Resilience 101
The concept of 'resilience' has been in the mouth of conservationists for a while now. Time to tackle what it stands for.
A resilient person can withstand great personal challenges or losses. A resilient company can adapt to sudden changes in the market or the emergence of a powerful new competitor. A resilient society can self-organize in the face of new challenges and is able to rebound to its normal way of life relatively fast. A resilient ecosystem is able to react to various shocks and disturbances and maintain its biodiversity and ecosystem services.
In more general terms, resilience is the capacity of a system to absorb disturbance and still retain its basic structure and function. Resilience is a feature of complex adaptive systems (CAS). Resilience relies on self-organisation, learning, innovation, information processing, feedbacks and other features that only appear in such systems. Resilience is depending on active response instead of a rigid structure that is able to keep the problems out.
Building a dam to control flood is not resilience; nurturing a habitat that is able to regulate water is. Riparian forests are normally adapted to changing levels of water and are able to control water to a large extent. If a flood is coming, these forests are able to control it, if a dry period follows, they help to keep the soil wet. If floods are managed with dams and other infrastructure, flood controlling ecosystem elements slowly disappear. If the infrastructure fails (as it does all too often), the forests are not there anymore to control the water.
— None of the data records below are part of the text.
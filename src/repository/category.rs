use diesel::prelude::*;

use crate::domain::category::Category;
use crate::domain::types::CategoryId;
use crate::models::category::Category as DbCategory;
use crate::repository::{CategoryReader, DieselRepository, RepositoryResult};

impl CategoryReader for DieselRepository {
    fn list_categories(&self) -> RepositoryResult<Vec<Category>> {
        use crate::schema::categories;

        let mut conn = self.conn()?;

        let items = categories::table
            .order(categories::name.asc())
            .load::<DbCategory>(&mut conn)?
            .into_iter()
            .map(TryInto::try_into)
            .collect::<Result<Vec<Category>, _>>()?;

        Ok(items)
    }

    fn get_category_by_id(&self, id: CategoryId) -> RepositoryResult<Option<Category>> {
        use crate::schema::categories;

        let mut conn = self.conn()?;

        let category = categories::table
            .filter(categories::id.eq(id.get()))
            .first::<DbCategory>(&mut conn)
            .optional()?;

        let category = category.map(TryInto::try_into).transpose()?;
        Ok(category)
    }
}
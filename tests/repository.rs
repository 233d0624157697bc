use chrono::Utc;
use diesel::prelude::*;
use komponi::domain::application::NewApplication;
use komponi::domain::auth::NewUser;
use komponi::domain::campaign::{BudgetRange, NewCampaign};
use komponi::domain::profile::{
    CompanyProfileUpdate, InfluencerProfileUpdate, NewProfile, NewProfileKind, ProfileUpdate,
};
use komponi::domain::types::{
    ApplicationStatus, BudgetAmount, CampaignDescription, CampaignId, CampaignRequirements,
    CampaignStatus, CampaignTitle, CategoryId, CompanyName, Email, FullName, Pitch, ProfileId,
};
use komponi::repository::{
    ApplicationListQuery, ApplicationReader, ApplicationWriter, CampaignListQuery, CampaignReader,
    CampaignWriter, CategoryReader, DieselRepository, ProfileReader, ProfileWriter,
    RepositoryError, UserReader, UserWriter,
};
use komponi::schema::{applications, profiles, users};

mod common;

fn sign_up(repo: &DieselRepository, email: &str, name: &str, company: Option<&str>) -> ProfileId {
    let now = Utc::now().naive_utc();
    let email = Email::new(email).expect("valid email");
    let user = NewUser {
        email: email.clone(),
        password_hash: "hash".to_string(),
        created_at: now,
    };
    let kind = match company {
        Some(name) => NewProfileKind::Company {
            company_name: CompanyName::new(name).expect("valid company name"),
        },
        None => NewProfileKind::Influencer,
    };
    let profile = NewProfile {
        email,
        full_name: FullName::new(name).expect("valid name"),
        kind,
    };
    repo.create_user_with_profile(&user, &profile)
        .expect("should create user and profile")
}

fn publish(repo: &DieselRepository, company_id: ProfileId, title: &str) -> CampaignId {
    let now = Utc::now().naive_utc();
    let campaign = NewCampaign {
        company_id,
        category_id: Some(CategoryId::new(1).expect("valid category id")),
        title: CampaignTitle::new(title).expect("valid title"),
        description: CampaignDescription::new("Summer launch").expect("valid description"),
        requirements: CampaignRequirements::new("10K followers").expect("valid requirements"),
        budget: BudgetRange::new(
            BudgetAmount::new(100).expect("valid amount"),
            BudgetAmount::new(500).expect("valid amount"),
        )
        .expect("valid range"),
        created_at: now,
        updated_at: now,
    };
    repo.create_campaign(&campaign)
        .expect("should create campaign")
}

fn application(campaign_id: CampaignId, influencer_id: ProfileId) -> NewApplication {
    let now = Utc::now().naive_utc();
    NewApplication {
        campaign_id,
        influencer_id,
        pitch: Pitch::new("I cook every day").expect("valid pitch"),
        created_at: now,
        updated_at: now,
    }
}

#[test]
fn signup_creates_user_and_profile_with_shared_id() {
    let test_db = common::TestDb::new();
    let repo = DieselRepository::new(test_db.pool());

    let id = sign_up(&repo, "Anna@Example.com", "Anna", None);

    let user = repo
        .get_user_by_email(&Email::new("anna@example.com").unwrap())
        .expect("should query user")
        .expect("user should exist");
    assert_eq!(user.id, id);

    let profile = repo
        .get_profile_by_id(id)
        .expect("should query profile")
        .expect("profile should exist");
    assert_eq!(profile.full_name.as_str(), "Anna");
    assert!(profile.as_influencer().is_some());
}

#[test]
fn duplicate_email_leaves_no_partial_rows() {
    let test_db = common::TestDb::new();
    let repo = DieselRepository::new(test_db.pool());

    sign_up(&repo, "anna@example.com", "Anna", None);

    let now = Utc::now().naive_utc();
    let email = Email::new("anna@example.com").unwrap();
    let result = repo.create_user_with_profile(
        &NewUser {
            email: email.clone(),
            password_hash: "hash".to_string(),
            created_at: now,
        },
        &NewProfile {
            email,
            full_name: FullName::new("Other Anna").unwrap(),
            kind: NewProfileKind::Influencer,
        },
    );
    assert!(matches!(result, Err(RepositoryError::ConstraintError(_))));

    let mut conn = test_db.pool().get().expect("should acquire DB connection");
    let user_count: i64 = users::table.count().get_result(&mut conn).unwrap();
    let profile_count: i64 = profiles::table.count().get_result(&mut conn).unwrap();
    assert_eq!(user_count, 1);
    assert_eq!(profile_count, 1);
}

#[test]
fn browse_returns_only_active_campaigns() {
    let test_db = common::TestDb::new();
    let repo = DieselRepository::new(test_db.pool());

    let company = sign_up(&repo, "brand@example.com", "Bo", Some("Nordic Brand"));
    let active = publish(&repo, company, "Active campaign");
    let paused = publish(&repo, company, "Paused campaign");
    assert_eq!(
        repo.update_campaign_status(paused, CampaignStatus::Active, CampaignStatus::Paused)
            .unwrap(),
        1
    );

    let listed = repo
        .list_campaigns(CampaignListQuery::default().status(CampaignStatus::Active))
        .expect("should list campaigns");

    let ids: Vec<CampaignId> = listed.iter().map(|l| l.campaign.id).collect();
    assert_eq!(ids, vec![active]);
    assert_eq!(listed[0].company_name.as_deref(), Some("Nordic Brand"));
    assert!(listed[0].category.is_some());
}

#[test]
fn campaign_search_matches_title_or_description() {
    let test_db = common::TestDb::new();
    let repo = DieselRepository::new(test_db.pool());

    let company = sign_up(&repo, "brand@example.com", "Bo", Some("Nordic Brand"));
    publish(&repo, company, "Recipe videos");
    publish(&repo, company, "Running shoes");

    let listed = repo
        .list_campaigns(CampaignListQuery::default().search("RECIPE"))
        .unwrap();
    assert_eq!(listed.len(), 1);
    assert_eq!(listed[0].campaign.title.as_str(), "Recipe videos");

    let listed = repo
        .list_campaigns(CampaignListQuery::default().search("summer"))
        .unwrap();
    assert_eq!(listed.len(), 2);
}

#[test]
fn campaign_search_treats_wildcards_literally() {
    let test_db = common::TestDb::new();
    let repo = DieselRepository::new(test_db.pool());

    let company = sign_up(&repo, "brand@example.com", "Bo", Some("Nordic Brand"));
    publish(&repo, company, "Recipe videos");
    publish(&repo, company, "50% off running shoes");

    let listed = repo
        .list_campaigns(CampaignListQuery::default().search("%"))
        .unwrap();
    assert_eq!(listed.len(), 1);
    assert_eq!(listed[0].campaign.title.as_str(), "50% off running shoes");

    // Every description reads "Summer launch".
    let listed = repo
        .list_campaigns(CampaignListQuery::default().search("S_mmer"))
        .unwrap();
    assert!(listed.is_empty());

    let listed = repo
        .list_campaigns(CampaignListQuery::default().search("\\"))
        .unwrap();
    assert!(listed.is_empty());
}

#[test]
fn second_application_for_same_campaign_is_rejected_by_unique_index() {
    let test_db = common::TestDb::new();
    let repo = DieselRepository::new(test_db.pool());

    let company = sign_up(&repo, "brand@example.com", "Bo", Some("Nordic Brand"));
    let influencer = sign_up(&repo, "anna@example.com", "Anna", None);
    let campaign = publish(&repo, company, "Recipe videos");

    repo.create_application(&application(campaign, influencer))
        .expect("first application should succeed");
    let second = repo.create_application(&application(campaign, influencer));
    assert!(matches!(second, Err(RepositoryError::ConstraintError(_))));

    let mut conn = test_db.pool().get().expect("should acquire DB connection");
    let rows: Vec<String> = applications::table
        .filter(applications::campaign_id.eq(campaign.get()))
        .filter(applications::influencer_id.eq(influencer.get()))
        .select(applications::status)
        .load(&mut conn)
        .unwrap();
    assert_eq!(rows, vec!["pending".to_string()]);
}

#[test]
fn decided_application_cannot_be_decided_again() {
    let test_db = common::TestDb::new();
    let repo = DieselRepository::new(test_db.pool());

    let company = sign_up(&repo, "brand@example.com", "Bo", Some("Nordic Brand"));
    let influencer = sign_up(&repo, "anna@example.com", "Anna", None);
    let campaign = publish(&repo, company, "Recipe videos");
    let id = repo
        .create_application(&application(campaign, influencer))
        .unwrap();

    assert_eq!(
        repo.update_application_status(id, ApplicationStatus::Accepted)
            .unwrap(),
        1
    );
    assert_eq!(
        repo.update_application_status(id, ApplicationStatus::Rejected)
            .unwrap(),
        0
    );

    let stored = repo.get_application_by_id(id).unwrap().unwrap();
    assert_eq!(stored.status, ApplicationStatus::Accepted);
}

#[test]
fn campaign_status_update_requires_expected_current_status() {
    let test_db = common::TestDb::new();
    let repo = DieselRepository::new(test_db.pool());

    let company = sign_up(&repo, "brand@example.com", "Bo", Some("Nordic Brand"));
    let campaign = publish(&repo, company, "Recipe videos");

    assert_eq!(
        repo.update_campaign_status(campaign, CampaignStatus::Paused, CampaignStatus::Active)
            .unwrap(),
        0
    );
    assert_eq!(
        repo.update_campaign_status(campaign, CampaignStatus::Active, CampaignStatus::Completed)
            .unwrap(),
        1
    );
}

#[test]
fn applications_can_be_listed_per_company() {
    let test_db = common::TestDb::new();
    let repo = DieselRepository::new(test_db.pool());

    let first = sign_up(&repo, "first@example.com", "Bo", Some("First Brand"));
    let second = sign_up(&repo, "second@example.com", "Eva", Some("Second Brand"));
    let influencer = sign_up(&repo, "anna@example.com", "Anna", None);
    let first_campaign = publish(&repo, first, "First campaign");
    let second_campaign = publish(&repo, second, "Second campaign");
    repo.create_application(&application(first_campaign, influencer))
        .unwrap();
    repo.create_application(&application(second_campaign, influencer))
        .unwrap();

    let listed = repo
        .list_applications(ApplicationListQuery::default().company(first))
        .unwrap();
    assert_eq!(listed.len(), 1);
    assert_eq!(listed[0].campaign_title.as_deref(), Some("First campaign"));
    assert_eq!(listed[0].influencer_name.as_deref(), Some("Anna"));

    let listed = repo
        .list_applications(ApplicationListQuery::default().influencer(influencer))
        .unwrap();
    assert_eq!(listed.len(), 2);
}

#[test]
fn profile_update_only_touches_own_role() {
    let test_db = common::TestDb::new();
    let repo = DieselRepository::new(test_db.pool());

    let influencer = sign_up(&repo, "anna@example.com", "Anna", None);
    let categories = repo.list_categories().unwrap();
    assert!(categories.len() >= 2);

    let update = ProfileUpdate::Influencer(InfluencerProfileUpdate {
        full_name: FullName::new("Anna Chef").unwrap(),
        niche: Some("Food".to_string()),
        bio: Some("chef sharing recipes".to_string()),
        website: None,
        location: Some("Aarhus".to_string()),
        avatar_url: None,
        instagram_url: None,
        youtube_url: None,
        tiktok_url: None,
        followers_count: None,
        engagement_rate: None,
        category_ids: vec![categories[1].id, categories[0].id],
    });
    assert_eq!(repo.update_profile(influencer, &update).unwrap(), 1);

    let stored = repo.get_profile_by_id(influencer).unwrap().unwrap();
    assert_eq!(stored.full_name.as_str(), "Anna Chef");
    let details = stored.as_influencer().expect("still an influencer");
    assert_eq!(details.category_ids.len(), 2);

    // A company update aimed at an influencer profile changes nothing.
    let company_update = ProfileUpdate::Company(CompanyProfileUpdate {
        company_name: CompanyName::new("Not a company").unwrap(),
        description: None,
        website: None,
        trustpilot_url: None,
        industry: None,
        company_size: None,
        location: None,
    });
    assert_eq!(repo.update_profile(influencer, &company_update).unwrap(), 0);

    let mut conn = test_db.pool().get().expect("should acquire DB connection");
    let company_name: Option<String> = profiles::table
        .filter(profiles::id.eq(influencer.get()))
        .select(profiles::company_name)
        .first(&mut conn)
        .unwrap();
    assert_eq!(company_name, None);
}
Ecosystems are complex adaptive systems that are kept in place by the dynamic interactions of all the species, land, weather and humans. These interactions react to the behaviour of others. While all elements seem to be free, or maybe living in competition, or seemingly random in their behaviour, in reality, a few balancing forces keep the whole system stable. Stability does not mean rigidity or stillness here. It is not even a dynamic equilibrium in the strict sense of the word — the system is constantly changing. Shocks come and go, disasters happen, humans destroy parts of the system, the weather is changing — yet the whole system remains stable in terms of its 'identity': an oak forest, an arid grassland, a farm.
What does stability mean here, then? While the state of the system is in a constant wobble, some elements remain remarkably stable. These elements are connected to all others directly or indirectly and influence their fluctuations. These elements change very slowly, compared to the normal speed of change within the system. We call them slow variables. Slow variables are small in number, crucial in their role and normally not very responsive to external effects. One would think they are constants. In fact, they are not constants, but many other elements in the system are stabilizing them so if one fails, still many others keep it in place. Slow variables define the operating regime of the system. Within the regime, all possible states and behaviours of the system can happen seemingly randomly. Until these variables are not changing, the system will be able to come back to its original state. A disturbance, a shock, climate change or anything can happen — if it does not affect slow variables, the system will remain resilient.
But if something is eroding the forces that stabilize the slow variables, shocks and disturbances have a higher chance of changing the system fundamentally. If this happens, suddenly everything changes. Species go extinct, farms go bankrupt, landscapes change, new species appear, new strategies are needed. Such dramatic changes happen after crossing thresholds or tipping points. Crossing such a threshold is altering the value of a slow variable. Changing the variable can happen fast (if a big shock is happening) or slow (as it is often the case with climate change) but the collapse of the stability of the system usually happens fast. Such change is called a regime shift.
Regime shifts are usually to be avoided. They refer to fundamental changes in landscape and human livelihoods. Many of the local environmental threats we know lead to regime shifts. These changes are often irreversible and even if they are not, it is very hard to go back to a healthy state.
In 2020, CEEweb started a research- and policy-based project that focuses on resilience in agroecosystems. Our goal is to develop tools and policy recommendations that look at agricultural systems with the resilience lens: how can we maintain their stability? What actions, what policies are necessary? We will explore these questions in theory and in practice in the coming months.